> **PROMPT**
How many lines below contain the word "entry"? Give only the number.

> **Saved entries**
━━━━
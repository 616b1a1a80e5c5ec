//! Waypoint sampling and cached route geometry.
//!
//! A raw trace can hold thousands of fixes while a routing backend accepts
//! around a hundred. [`sample_waypoints`] reduces a trace to a bounded,
//! endpoint-preserving subset, and [`RouteGeometrySampler`] sends that subset
//! to a [`RoutingBackend`], caches the polyline and falls back to
//! straight segments between the raw fixes whenever the backend can't help.
//!
//! ## Cache key
//!
//! Results are keyed on the sampled endpoints (rounded to 4 decimals, ~11 m)
//! plus the sampled point count. Interior points are ignored, so a trace
//! that keeps growing at the same density and stays between the same
//! endpoints reuses its geometry. This trades a little staleness for a much
//! higher hit rate on traces that are viewed repeatedly.

use std::fmt;
use std::sync::Arc;
use std::time::{Duration, Instant};

use async_trait::async_trait;
use log::{debug, info, warn};
use moka::future::Cache;
use serde::Deserialize;
use tokio::sync::watch;

use crate::geo_utils::round_coordinate;
use crate::{FleetError, GpsPoint, Result};

/// Decimal places kept for cache key coordinates.
const KEY_DECIMALS: u32 = 4;

/// The routing collaborator. Accepts an ordered, bounded list of waypoints
/// and returns a road-following polyline.
#[async_trait]
pub trait RoutingBackend: Send + Sync {
    async fn route(&self, waypoints: &[GpsPoint]) -> Result<Vec<GpsPoint>>;
}

/// Configuration for waypoint sampling and the geometry cache.
#[derive(Debug, Clone, Deserialize)]
#[serde(default)]
pub struct SamplerConfig {
    /// Target waypoint count sent to the backend.
    /// Default: 50
    pub max_points: usize,
    /// Hard waypoint limit of the backend.
    /// Default: 100
    pub backend_limit: usize,
    /// A cached polyline younger than this is served without a backend call.
    /// Default: 5 minutes
    pub fresh_for: Duration,
    /// Entries unused for this long are evicted.
    /// Default: 10 minutes
    pub evict_after_idle: Duration,
    /// Time budget for a single backend call.
    /// Default: 10 seconds
    pub backend_timeout: Duration,
    /// Retries after a failed backend call.
    /// Default: 1
    pub max_retries: u32,
    /// Pause before retrying.
    /// Default: 500 ms
    pub retry_delay: Duration,
    /// Maximum number of cached polylines.
    /// Default: 256
    pub cache_capacity: u64,
}

impl Default for SamplerConfig {
    fn default() -> Self {
        Self {
            max_points: 50,
            backend_limit: 100,
            fresh_for: Duration::from_secs(5 * 60),
            evict_after_idle: Duration::from_secs(10 * 60),
            backend_timeout: Duration::from_secs(10),
            max_retries: 1,
            retry_delay: Duration::from_millis(500),
            cache_capacity: 256,
        }
    }
}

impl SamplerConfig {
    /// Sampling target, capped so that the sampler's "+1" overshoot still
    /// fits within the backend limit.
    fn effective_max_points(&self) -> usize {
        self.max_points
            .min(self.backend_limit.saturating_sub(1))
            .max(2)
    }
}

/// Where a [`GeometryResult`] came from.
#[derive(Debug, Clone, Copy, PartialEq, Eq)]
pub enum GeometrySource {
    /// Fresh polyline from the routing backend
    Backend,
    /// Polyline served from the cache
    Cache,
    /// Straight segments between the valid raw points
    StraightLine,
}

/// Drawable geometry for a trace.
#[derive(Debug, Clone, PartialEq)]
pub struct GeometryResult {
    pub geometry: Vec<GpsPoint>,
    /// True while a backend request is still outstanding
    pub loading: bool,
    /// True if the backend failed and `geometry` is a fallback
    pub is_error: bool,
    pub source: GeometrySource,
}

impl GeometryResult {
    fn straight_line(points: Vec<GpsPoint>, is_error: bool) -> Self {
        Self {
            geometry: points,
            loading: false,
            is_error,
            source: GeometrySource::StraightLine,
        }
    }
}

/// Cache key for a sampled trace: rounded endpoints plus sample count.
#[derive(Debug, Clone, Copy, PartialEq, Eq, Hash)]
pub struct GeometryKey {
    first: (i64, i64),
    last: (i64, i64),
    count: usize,
}

impl GeometryKey {
    /// Build a key from an already sampled trace. `None` for an empty trace.
    pub fn from_sampled(sampled: &[GpsPoint]) -> Option<Self> {
        let first = sampled.first()?;
        let last = sampled.last()?;
        Some(Self {
            first: (
                round_coordinate(first.latitude, KEY_DECIMALS),
                round_coordinate(first.longitude, KEY_DECIMALS),
            ),
            last: (
                round_coordinate(last.latitude, KEY_DECIMALS),
                round_coordinate(last.longitude, KEY_DECIMALS),
            ),
            count: sampled.len(),
        })
    }
}

impl fmt::Display for GeometryKey {
    fn fmt(&self, f: &mut fmt::Formatter<'_>) -> fmt::Result {
        let scale = 10f64.powi(KEY_DECIMALS as i32);
        write!(
            f,
            "{:.4},{:.4}->{:.4},{:.4}#{}",
            self.first.0 as f64 / scale,
            self.first.1 as f64 / scale,
            self.last.0 as f64 / scale,
            self.last.1 as f64 / scale,
            self.count
        )
    }
}

/// Reduce a trace to at most `max_points + 1` waypoints.
///
/// Invalid points are dropped first. If what remains fits in `max_points`
/// it is returned unchanged. Otherwise, with `step = ceil(count / max_points)`,
/// the output is the first point, every `step`-th point from index `step` up
/// to (not including) the last index, and the last point. The last point
/// is always kept, which can overshoot `max_points` by one.
///
/// `max_points` below 2 is treated as 2.
///
/// # Example
/// ```
/// use fleet_tracker::{sample_waypoints, GpsPoint};
///
/// let trace: Vec<GpsPoint> = (0..120)
///     .map(|i| GpsPoint::new(41.0 + i as f64 * 0.0001, 29.0))
///     .collect();
///
/// let sampled = sample_waypoints(&trace, 50);
/// assert!(sampled.len() <= 51);
/// assert_eq!(sampled[0], trace[0]);
/// assert_eq!(sampled[sampled.len() - 1], trace[119]);
/// ```
pub fn sample_waypoints(points: &[GpsPoint], max_points: usize) -> Vec<GpsPoint> {
    let valid: Vec<GpsPoint> = points.iter().copied().filter(|p| p.is_valid()).collect();
    downsample(valid, max_points)
}

fn downsample(valid: Vec<GpsPoint>, max_points: usize) -> Vec<GpsPoint> {
    let max_points = max_points.max(2);
    if valid.len() <= max_points {
        return valid;
    }

    let step = valid.len().div_ceil(max_points);
    let last = valid.len() - 1;

    let mut sampled = Vec::with_capacity(max_points + 1);
    sampled.push(valid[0]);
    sampled.extend(valid[..last].iter().skip(step).step_by(step).copied());
    sampled.push(valid[last]);
    sampled
}

#[derive(Clone)]
struct CachedGeometry {
    points: Arc<Vec<GpsPoint>>,
    fetched_at: Instant,
}

/// Turns raw traces into drawable geometry via a routing backend, with
/// caching and a straight-line fallback.
pub struct RouteGeometrySampler<B: RoutingBackend + ?Sized> {
    backend: Arc<B>,
    cache: Cache<GeometryKey, CachedGeometry>,
    config: SamplerConfig,
}

impl<B: RoutingBackend + ?Sized> RouteGeometrySampler<B> {
    pub fn new(backend: Arc<B>, config: SamplerConfig) -> Self {
        let cache = Cache::builder()
            .max_capacity(config.cache_capacity)
            .time_to_idle(config.evict_after_idle)
            .build();
        Self { backend, cache, config }
    }

    pub fn config(&self) -> &SamplerConfig {
        &self.config
    }

    /// Resolve drawable geometry for a trace. Never returns an empty path
    /// when the trace holds at least two valid points.
    pub async fn geometry(&self, locations: &[GpsPoint]) -> GeometryResult {
        let valid: Vec<GpsPoint> = locations.iter().copied().filter(|p| p.is_valid()).collect();
        let sampled = downsample(valid.clone(), self.config.effective_max_points());

        let key = match GeometryKey::from_sampled(&sampled) {
            Some(key) if sampled.len() >= 2 => key,
            _ => {
                debug!("[GeometrySampler] {} valid points, skipping backend", valid.len());
                return GeometryResult::straight_line(valid, false);
            }
        };

        let cached = self.cache.get(&key).await;
        if let Some(entry) = &cached {
            if entry.fetched_at.elapsed() < self.config.fresh_for {
                debug!("[GeometrySampler] Cache hit {}", key);
                return GeometryResult {
                    geometry: entry.points.as_ref().clone(),
                    loading: false,
                    is_error: false,
                    source: GeometrySource::Cache,
                };
            }
        }

        match self.fetch_with_retry(&sampled).await {
            Ok(polyline) => {
                info!(
                    "[GeometrySampler] {} -> {} waypoints -> {} polyline points",
                    key,
                    sampled.len(),
                    polyline.len()
                );
                let points = Arc::new(polyline);
                self.cache
                    .insert(key, CachedGeometry { points: Arc::clone(&points), fetched_at: Instant::now() })
                    .await;
                GeometryResult {
                    geometry: points.as_ref().clone(),
                    loading: false,
                    is_error: false,
                    source: GeometrySource::Backend,
                }
            }
            Err(e) => {
                warn!("[GeometrySampler] Routing failed for {}: {}", key, e);
                match cached {
                    Some(entry) => GeometryResult {
                        geometry: entry.points.as_ref().clone(),
                        loading: false,
                        is_error: true,
                        source: GeometrySource::Cache,
                    },
                    None => GeometryResult::straight_line(valid, true),
                }
            }
        }
    }

    async fn fetch_with_retry(&self, waypoints: &[GpsPoint]) -> Result<Vec<GpsPoint>> {
        let attempts = self.config.max_retries + 1;
        let mut last_error = FleetError::Backend("no attempt made".to_string());

        for attempt in 1..=attempts {
            let call = tokio::time::timeout(self.config.backend_timeout, self.backend.route(waypoints));
            let outcome = match call.await {
                Ok(Ok(polyline)) if polyline.len() >= 2 => return Ok(polyline),
                Ok(Ok(_)) => FleetError::Backend("empty geometry".to_string()),
                Ok(Err(e)) => e,
                Err(_) => FleetError::Timeout(self.config.backend_timeout),
            };

            debug!("[GeometrySampler] Attempt {}/{} failed: {}", attempt, attempts, outcome);
            last_error = outcome;

            if attempt < attempts && !self.config.retry_delay.is_zero() {
                tokio::time::sleep(self.config.retry_delay).await;
            }
        }

        Err(last_error)
    }
}

impl<B: RoutingBackend + ?Sized + 'static> RouteGeometrySampler<B> {
    /// Start resolving geometry in the background.
    ///
    /// The receiver immediately holds the straight-line geometry with
    /// `loading = true`, and is updated once the backend (or cache) answers.
    /// Must be called from within a tokio runtime.
    pub fn watch_geometry(self: &Arc<Self>, locations: Vec<GpsPoint>) -> watch::Receiver<GeometryResult> {
        let valid: Vec<GpsPoint> = locations.iter().copied().filter(|p| p.is_valid()).collect();
        let (tx, rx) = watch::channel(GeometryResult {
            geometry: valid,
            loading: true,
            is_error: false,
            source: GeometrySource::StraightLine,
        });

        let sampler = Arc::clone(self);
        tokio::spawn(async move {
            let result = sampler.geometry(&locations).await;
            // Receiver may be gone; nothing left to update then.
            let _ = tx.send(result);
        });

        rx
    }
}

// ============================================================================
// Tests
// ============================================================================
━━━━
> **WRITTEN SOLUTION**
5